GrandVision, the French-based company that recently became a 100 percent owned subsidiary of HAL Holding, has acquired a 30 percent stake in Visilab, one of the leading optical retailers in Switzerland, in exchange for its six Swiss GrandOptical stores and for an unspecified cash payment. GrandVision also has a right of first refusal on the balance of the shares in the Swiss company, which continues to be run by Daniel Mori.
With this transaction, Visilab will get an estimated market share of 21 percent in Switzerland, coming very close to Fielmann which has reported sales of €83.7 million last year in the country. The combined optical sales of Visilab and GrandOptical in Switzerland amounted to about €80 million , not including hearing aids and other operations that pushed its total turnover up to 157 million Swiss francs (€96m-$130m). Prior to the deal, which was expected to be closed on Apr. 30, the Swiss company operated 52 stores under the Visilab banner and 17 others under the Kochoptik banner.
For greater impact on the market, the Swiss GrandOptical stores will be renamed as Visilab, although Kochoptik will remain as an alternative banner. This is in tune with a new policy followed by HAL to pare down the number of banners in certain countries where it has more than one. In Italy, for example, it has virtually completed a process whereby all its 106 eyewear stores in the country will trade under the Ottica Avanzi name, including 23 former GrandOptical stores and 50 others bought a couple of years ago from regional chains. They previously traded under the names of Eurottica and Vedo.
As we have previously reported, GrandVision is eliminating the Visual banner in France, proposing to the 250 independent retail members of that group to trade instead under the GrandOptical banner. A similar move is taking place in the Czech Republic where F-O Optika-Foto, the Hungarian company bought by HAL at the end of 2005, had 12 shops. The remaining ones are being renamed as GrandOptical, like the six stores owned by GrandVision in the country, forming a more meaningful chain of 16 outlets trading under the same name.
Before all these name changes, GrandVision transferred the ownership and the management of its stores in Italy, Portugal and the Czech Republic to Pearle Europe, another 98.3 percent owned subsidiary of HAL that runs the group's optical retail operations in 19 countries, mostly in Europe. Despite these transfers, GrandVision's direct revenues, excluding those of its franchisees, rose by 10 percent to €785 million in 2006, with a 2.9 percent increase in same-store sales. Its operating income grew to €80 million from €66 million. At the end of 2006 GrandVision had 580 stores in France, the UK and 11 other countries, including 179 franchises.

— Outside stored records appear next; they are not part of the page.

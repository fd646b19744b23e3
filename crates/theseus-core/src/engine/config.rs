use crate::core::models::element::Element;
use crate::core::scoring::FitnessWeights;
use std::ops::RangeInclusive;
use thiserror::Error;

#[derive(Debug, Error, PartialEq, Eq, Clone)]
pub enum ConfigError {
    #[error("Missing required parameter: {0}")]
    MissingParameter(&'static str),
    #[error("Invalid value for parameter '{name}': {reason}")]
    InvalidParameter { name: &'static str, reason: String },
}

pub const DEFAULT_VOCABULARY: [Element; 7] = [
    Element::C,
    Element::N,
    Element::O,
    Element::S,
    Element::F,
    Element::Cl,
    Element::Br,
];

#[derive(Debug, Clone, PartialEq)]
pub struct MutationConfig {
    /// Elements an `ADD` edit may introduce. Empty disables mutation.
    pub vocabulary: Vec<Element>,
    pub edit_count_min: usize,
    pub edit_count_max: usize,
    /// Attempts per population slot before the slot is dropped.
    pub max_retries: usize,
}

impl MutationConfig {
    pub fn edit_range(&self) -> RangeInclusive<usize> {
        self.edit_count_min..=self.edit_count_max
    }
}

#[derive(Debug, Clone, PartialEq)]
pub struct StructureConfig {
    pub max_fragments: usize,
}

#[derive(Debug, Clone, PartialEq)]
pub struct ScoringConfig {
    pub weights: FitnessWeights,
}

#[derive(Debug, Clone, PartialEq)]
pub struct SelectionConfig {
    pub top_k: usize,
    /// Variants less similar to the seed than this count as new chemical entities.
    pub nce_similarity_threshold: f64,
}

#[derive(Debug, Clone, PartialEq)]
pub struct EvolutionConfig {
    pub mutation: MutationConfig,
    pub structure: StructureConfig,
    pub scoring: ScoringConfig,
    pub selection: SelectionConfig,
    pub population_size: usize,
    /// Fixed run seed for reproducible populations; drawn from entropy when absent.
    pub rng_seed: Option<u64>,
}

impl Default for EvolutionConfig {
    fn default() -> Self {
        Self {
            mutation: MutationConfig {
                vocabulary: DEFAULT_VOCABULARY.to_vec(),
                edit_count_min: 3,
                edit_count_max: 5,
                max_retries: 10,
            },
            structure: StructureConfig { max_fragments: 1 },
            scoring: ScoringConfig {
                weights: FitnessWeights::default(),
            },
            selection: SelectionConfig {
                top_k: 5,
                nce_similarity_threshold: 0.7,
            },
            population_size: 100,
            rng_seed: None,
        }
    }
}

#[derive(Default)]
pub struct EvolutionConfigBuilder {
    vocabulary: Option<Vec<Element>>,
    edit_count_min: Option<usize>,
    edit_count_max: Option<usize>,
    max_retries: Option<usize>,
    max_fragments: Option<usize>,
    weights: Option<FitnessWeights>,
    top_k: Option<usize>,
    nce_similarity_threshold: Option<f64>,
    population_size: Option<usize>,
    rng_seed: Option<u64>,
}

impl EvolutionConfigBuilder {
    pub fn new() -> Self {
        Self::default()
    }

    pub fn vocabulary(mut self, vocabulary: Vec<Element>) -> Self {
        self.vocabulary = Some(vocabulary);
        self
    }
    pub fn edit_count_min(mut self, min: usize) -> Self {
        self.edit_count_min = Some(min);
        self
    }
    pub fn edit_count_max(mut self, max: usize) -> Self {
        self.edit_count_max = Some(max);
        self
    }
    pub fn max_retries(mut self, retries: usize) -> Self {
        self.max_retries = Some(retries);
        self
    }
    pub fn max_fragments(mut self, fragments: usize) -> Self {
        self.max_fragments = Some(fragments);
        self
    }
    pub fn weights(mut self, weights: FitnessWeights) -> Self {
        self.weights = Some(weights);
        self
    }
    pub fn top_k(mut self, k: usize) -> Self {
        self.top_k = Some(k);
        self
    }
    pub fn nce_similarity_threshold(mut self, threshold: f64) -> Self {
        self.nce_similarity_threshold = Some(threshold);
        self
    }
    pub fn population_size(mut self, size: usize) -> Self {
        self.population_size = Some(size);
        self
    }
    pub fn rng_seed(mut self, seed: Option<u64>) -> Self {
        self.rng_seed = seed;
        self
    }

    /// Builds the configuration. Only the population size is required; every other
    /// parameter falls back to [`EvolutionConfig::default`].
    pub fn build(self) -> Result<EvolutionConfig, ConfigError> {
        let defaults = EvolutionConfig::default();
        let population_size = self
            .population_size
            .ok_or(ConfigError::MissingParameter("population_size"))?;

        let mut vocabulary = Vec::new();
        for element in self.vocabulary.unwrap_or(defaults.mutation.vocabulary) {
            if element == Element::H {
                return Err(invalid(
                    "vocabulary",
                    "hydrogen cannot be added or removed explicitly",
                ));
            }
            if !element.is_organic_subset() {
                return Err(invalid(
                    "vocabulary",
                    format!("{element} is not an organic-subset element"),
                ));
            }
            if !vocabulary.contains(&element) {
                vocabulary.push(element);
            }
        }

        let mutation = MutationConfig {
            vocabulary,
            edit_count_min: self
                .edit_count_min
                .unwrap_or(defaults.mutation.edit_count_min),
            edit_count_max: self
                .edit_count_max
                .unwrap_or(defaults.mutation.edit_count_max),
            max_retries: self.max_retries.unwrap_or(defaults.mutation.max_retries),
        };
        if mutation.edit_count_min == 0 {
            return Err(invalid("edit_count_min", "must be at least 1"));
        }
        if mutation.edit_count_max < mutation.edit_count_min {
            return Err(invalid(
                "edit_count_max",
                format!(
                    "must not be smaller than edit_count_min ({})",
                    mutation.edit_count_min
                ),
            ));
        }
        if mutation.max_retries == 0 {
            return Err(invalid("max_retries", "must be at least 1"));
        }

        let structure = StructureConfig {
            max_fragments: self
                .max_fragments
                .unwrap_or(defaults.structure.max_fragments),
        };
        if structure.max_fragments == 0 {
            return Err(invalid("max_fragments", "must be at least 1"));
        }

        let weights = self.weights.unwrap_or(defaults.scoring.weights);
        weights
            .validate()
            .map_err(|e| invalid("weights", e.to_string()))?;

        let selection = SelectionConfig {
            top_k: self.top_k.unwrap_or(defaults.selection.top_k),
            nce_similarity_threshold: self
                .nce_similarity_threshold
                .unwrap_or(defaults.selection.nce_similarity_threshold),
        };
        if selection.top_k == 0 {
            return Err(invalid("top_k", "must be at least 1"));
        }
        if !(0.0..=1.0).contains(&selection.nce_similarity_threshold) {
            return Err(invalid(
                "nce_similarity_threshold",
                "must lie between 0 and 1",
            ));
        }
        if population_size == 0 {
            return Err(invalid("population_size", "must be at least 1"));
        }

        Ok(EvolutionConfig {
            mutation,
            structure,
            scoring: ScoringConfig { weights },
            selection,
            population_size,
            rng_seed: self.rng_seed,
        })
    }
}

fn invalid(name: &'static str, reason: impl Into<String>) -> ConfigError {
    ConfigError::InvalidParameter {
        name,
        reason: reason.into(),
    }
}

#[cfg(test)]
mod tests {
    use super::*;

    #[test]
    fn builder_requires_population_size() {
        assert_eq!(
            EvolutionConfigBuilder::new().build(),
            Err(ConfigError::MissingParameter("population_size"))
        );
    }

    #[test]
    fn unset_parameters_take_documented_defaults() {
        let config = EvolutionConfigBuilder::new()
            .population_size(100)
            .build()
            .unwrap();
        assert_eq!(config, EvolutionConfig::default());
        assert_eq!(config.mutation.edit_range(), 3..=5);
        assert_eq!(config.selection.top_k, 5);
    }

    #[test]
    fn vocabulary_rejects_hydrogen_and_removes_duplicates() {
        let err = EvolutionConfigBuilder::new()
            .population_size(10)
            .vocabulary(vec![Element::C, Element::H])
            .build()
            .unwrap_err();
        assert!(matches!(err, ConfigError::InvalidParameter { name: "vocabulary", .. }));

        let config = EvolutionConfigBuilder::new()
            .population_size(10)
            .vocabulary(vec![Element::N, Element::C, Element::N])
            .build()
            .unwrap();
        assert_eq!(config.mutation.vocabulary, vec![Element::N, Element::C]);
    }

    #[test]
    fn empty_vocabulary_is_allowed() {
        let config = EvolutionConfigBuilder::new()
            .population_size(10)
            .vocabulary(Vec::new())
            .build()
            .unwrap();
        assert!(config.mutation.vocabulary.is_empty());
    }

    #[test]
    fn edit_range_must_be_ordered_and_positive() {
        let inverted = EvolutionConfigBuilder::new()
            .population_size(10)
            .edit_count_min(4)
            .edit_count_max(2)
            .build();
        assert!(matches!(
            inverted,
            Err(ConfigError::InvalidParameter { name: "edit_count_max", .. })
        ));
        let zero = EvolutionConfigBuilder::new()
            .population_size(10)
            .edit_count_min(0)
            .build();
        assert!(matches!(
            zero,
            Err(ConfigError::InvalidParameter { name: "edit_count_min", .. })
        ));
    }

    #[test]
    fn numeric_limits_are_validated() {
        let base = || EvolutionConfigBuilder::new().population_size(10);
        assert!(base().max_retries(0).build().is_err());
        assert!(base().top_k(0).build().is_err());
        assert!(base().max_fragments(0).build().is_err());
        assert!(base().nce_similarity_threshold(1.5).build().is_err());
        assert!(
            base()
                .weights(FitnessWeights {
                    rule_of_five: -1.0,
                    bioavailability: 1.0
                })
                .build()
                .is_err()
        );
        assert!(
            EvolutionConfigBuilder::new()
                .population_size(0)
                .build()
                .is_err()
        );
    }
}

Same-store sales were up by 4.6 percent at Pearle Europe in 2006. Its direct revenues rose by 16 percent to €884 million with positive contributions from all countries, and its operating income increased to €138 million from €114 million. Pearle Europe had a network consisting of 2,084 stores at the end of 2006, including 608 franchises. Adding the franchisees' sales, GrandVision had a turnover of about €1 billion last year and Pearle Europe €1.1 billion.
Overall, HAL had a network of approximately 2,800 directly owned or franchised optical retail stores at the end of 2006, up from 2,500 six months ago, when the group completed its investments in Redstar in China and Lensmaster in Russia. They had ?system-wide? annual sales (including the franchisees' sales) of around €2.1 billion. The only acquisitions made in the second half of last year were the 76 franchised stores of Optikk Norge in Norway and the 85 stores of Krane-Optik in Germany, which together accounted for extra annual sales of €90 million for Pearle Europe.
The group is now #1 in Belgium, Finland and Denmark. It is #1 or 2 in the Netherlands. It is #2 in France, Germany, Austria and Norway, and it vies for second place in the UK and Italy, together with other retailers.
The optical retail sales of the companies controlled by HAL amounted to €1,676 million in 2006, up from €1,474 million in the previous year. Excluding exceptional items, their operating income increased to €219 million from €180 million.
Both GrandVision and Pearle Europe performed better last year than in 2005, when the French company's same-store sales rose by only 0.9 percent, while those of the Dutch company fell by 1.8 percent.
Furthermore the HAL group expanded its hearing aid retail activities last year through the acquisition of several companies operating a total of 168 stores, mostly in Germany, Italy, Belgium and the Netherlands. Together they will add annual sales of about €42 million.
Including other investments, the group's net asset value grew by €929 million last year, reaching €3,591 million after the distribution of dividends. Its consolidated net profit before minority interests increased to €496.8 million for the year from €311.6 million in 2005. Total group revenues rose by €126 million to €2,779 million, generating operating income of €593 million.
In the UK, meanwhile, Vision Express is launching a fairly aggressive expansion plan following the takeover of its parent company, GrandVision, by HAL Holding. It is planning to open between 20 and 25 new stores per year over a 5-year period in the UK and Ireland. Three-quarters of the stores will be joint ventures and one quarter will be company-owned.